EN KIYMETLİ NEDENİ POLİPLER!
Kolon kanserinin oluşum nedeni şimdi bilinmese de pek çok faktörün riski artırdığı belirtiliyor: İleri yaş, ailede kolerektal kanser hikayesinin olması, birtakım genetik bozukluklar, bağırsak içindeki hücreleri bozarak kansere yer hazırlayabilecek Crohn ve ülseratif kolit üzere iltihabi hastalıklar, obezite, bayanlarda yumurtalık, göğüs ve rahim kanseri hikayesi, riski artırıyor. Zerzevat ile meyvenin az, işlenmiş ve hayvansal besinlerin ise fazla tüketildiği Batılı beslenme usulü da bir öteki kıymetli risk faktörünü oluşturuyor. Bağırsak içinde yerleşen polipler ise kolon kanserinin en değerli risk faktörü. Polipsiz gelişen cinsleri olsa da, kolon kanserinin yüzde 90’ının başlangıcından polipler sorumlu oluyor. Ekseriyetle 45 yaşından sonra ortaya çıkan poliplerin başlangıçta zararsız olsalar da, kimileri denetimsizce büyüyüp vakitle kolon kanseri oluşumuna yol açabiliyor.

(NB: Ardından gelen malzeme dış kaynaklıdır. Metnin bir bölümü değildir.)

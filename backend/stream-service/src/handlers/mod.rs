//! HTTP surface of stream-service
//!
//! Handlers are thin: extract, delegate to [`LifecycleService`], wrap the
//! result in the [`ApiResponse`](crate::models::ApiResponse) envelope.

use actix_web::{web, HttpResponse};
use serde_json::json;
use std::sync::Arc;

use crate::db::ProjectDirectory;
use crate::error::AppError;
use crate::middleware::JwtAuthMiddleware;
use crate::security::{TokenService, WebhookVerifier};
use crate::services::LifecycleService;

pub mod access;
pub mod streams;
pub mod webhooks;

/// Shared state handed to every handler.
pub struct AppState {
    pub lifecycle: Arc<LifecycleService>,
    pub projects: Arc<dyn ProjectDirectory>,
    pub tokens: TokenService,
    pub webhooks: WebhookVerifier,
}

pub async fn health() -> HttpResponse {
    HttpResponse::Ok().json(json!({
        "status": "ok",
        "service": "stream-service",
        "version": env!("CARGO_PKG_VERSION"),
    }))
}

/// Register routes and shared state.
///
/// The webhook, access-key callback and health routes are unauthenticated;
/// everything else requires a bearer token.
pub fn configure(cfg: &mut web::ServiceConfig, state: web::Data<AppState>) {
    let tokens = state.tokens.clone();

    cfg.app_data(state)
        .app_data(web::JsonConfig::default().error_handler(|err, _req| {
            AppError::Validation(err.to_string()).into()
        }))
        .app_data(web::QueryConfig::default().error_handler(|err, _req| {
            AppError::Validation(err.to_string()).into()
        }))
        .route("/metrics", web::get().to(crate::metrics::serve_metrics))
        .service(
            web::scope("/api/v1")
                .route("/health", web::get().to(health))
                .route(
                    "/webhooks/media-provider",
                    web::post().to(webhooks::media_provider_event),
                )
                .route(
                    "/streams/verify-access-key",
                    web::post().to(access::verify_access_key),
                )
                .service(
                    web::scope("")
                        .wrap(JwtAuthMiddleware::new(tokens))
                        .route(
                            "/streams/access-token",
                            web::post().to(access::generate_access_token),
                        )
                        .service(
                            web::resource("/projects/{project_id}/streams")
                                .route(web::post().to(streams::create_stream))
                                .route(web::get().to(streams::list_streams)),
                        )
                        .service(
                            web::resource("/streams/{id}")
                                .route(web::get().to(streams::get_stream))
                                .route(web::patch().to(streams::update_stream))
                                .route(web::delete().to(streams::delete_stream)),
                        )
                        .route("/streams/{id}/targets", web::post().to(streams::attach_target))
                        .route("/streams/{id}/activate", web::post().to(streams::activate_stream))
                        .route("/streams/{id}/suspend", web::post().to(streams::suspend_stream))
                        .route(
                            "/streams/{id}/terminate",
                            web::post().to(streams::terminate_stream),
                        ),
                ),
        );
}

BAŞLANGIÇ EVRESİNDE BELİRTİ VERMİYOR

Dışkının kıvamında ve kokusunda (ishal- kabızlık) değişiklik
Dışkı alışkanlığının değişmesi, örneğin daha sık yahut daha az tuvalete gitme.
Dışkının kalınlığının incelmesi, dışkıda kan görülmesi yahut makattan kan gelmesi
Karında şişkinlik ve karın ağrısı, halsizlik, bulantı, istemsizce olan kilo kayıpları
Demir eksikliği nedeniyle ortaya çıkan kansızlık
Risk faktörün sahipseniz, dikkat!
Genel Cerrahi Uzmanı Doç. Dr. Erman Aytaç kolon kanserinden korunmanın en tesirli yolunun, tarama ve tedavi yolu olan ‘kolonoskopi’ yaptırmak olduğunu vurguluyor. Hiçbir yakınması olmasa bile herkesin 50 yaşından itibaren kolonoskopi yaptırması gerektiğini hatırlatan Doç. Dr. Erman Aytaç risk faktöründe olan bireylerin ise nasıl bir yol izlemeleri gerektiğini şöyle anlatıyor: “Ailesinde bilhassa 50 yaş öncesinde kolon kanseri hikayesi olan şahıslar ise çok dikkatli olmalı. Bu tabloda kolon kanserine yakalanan kişinin teşhis yaşından ortalama 10 yaş öncesinde kesinlikle kolonoskopi yaptırılmalı.”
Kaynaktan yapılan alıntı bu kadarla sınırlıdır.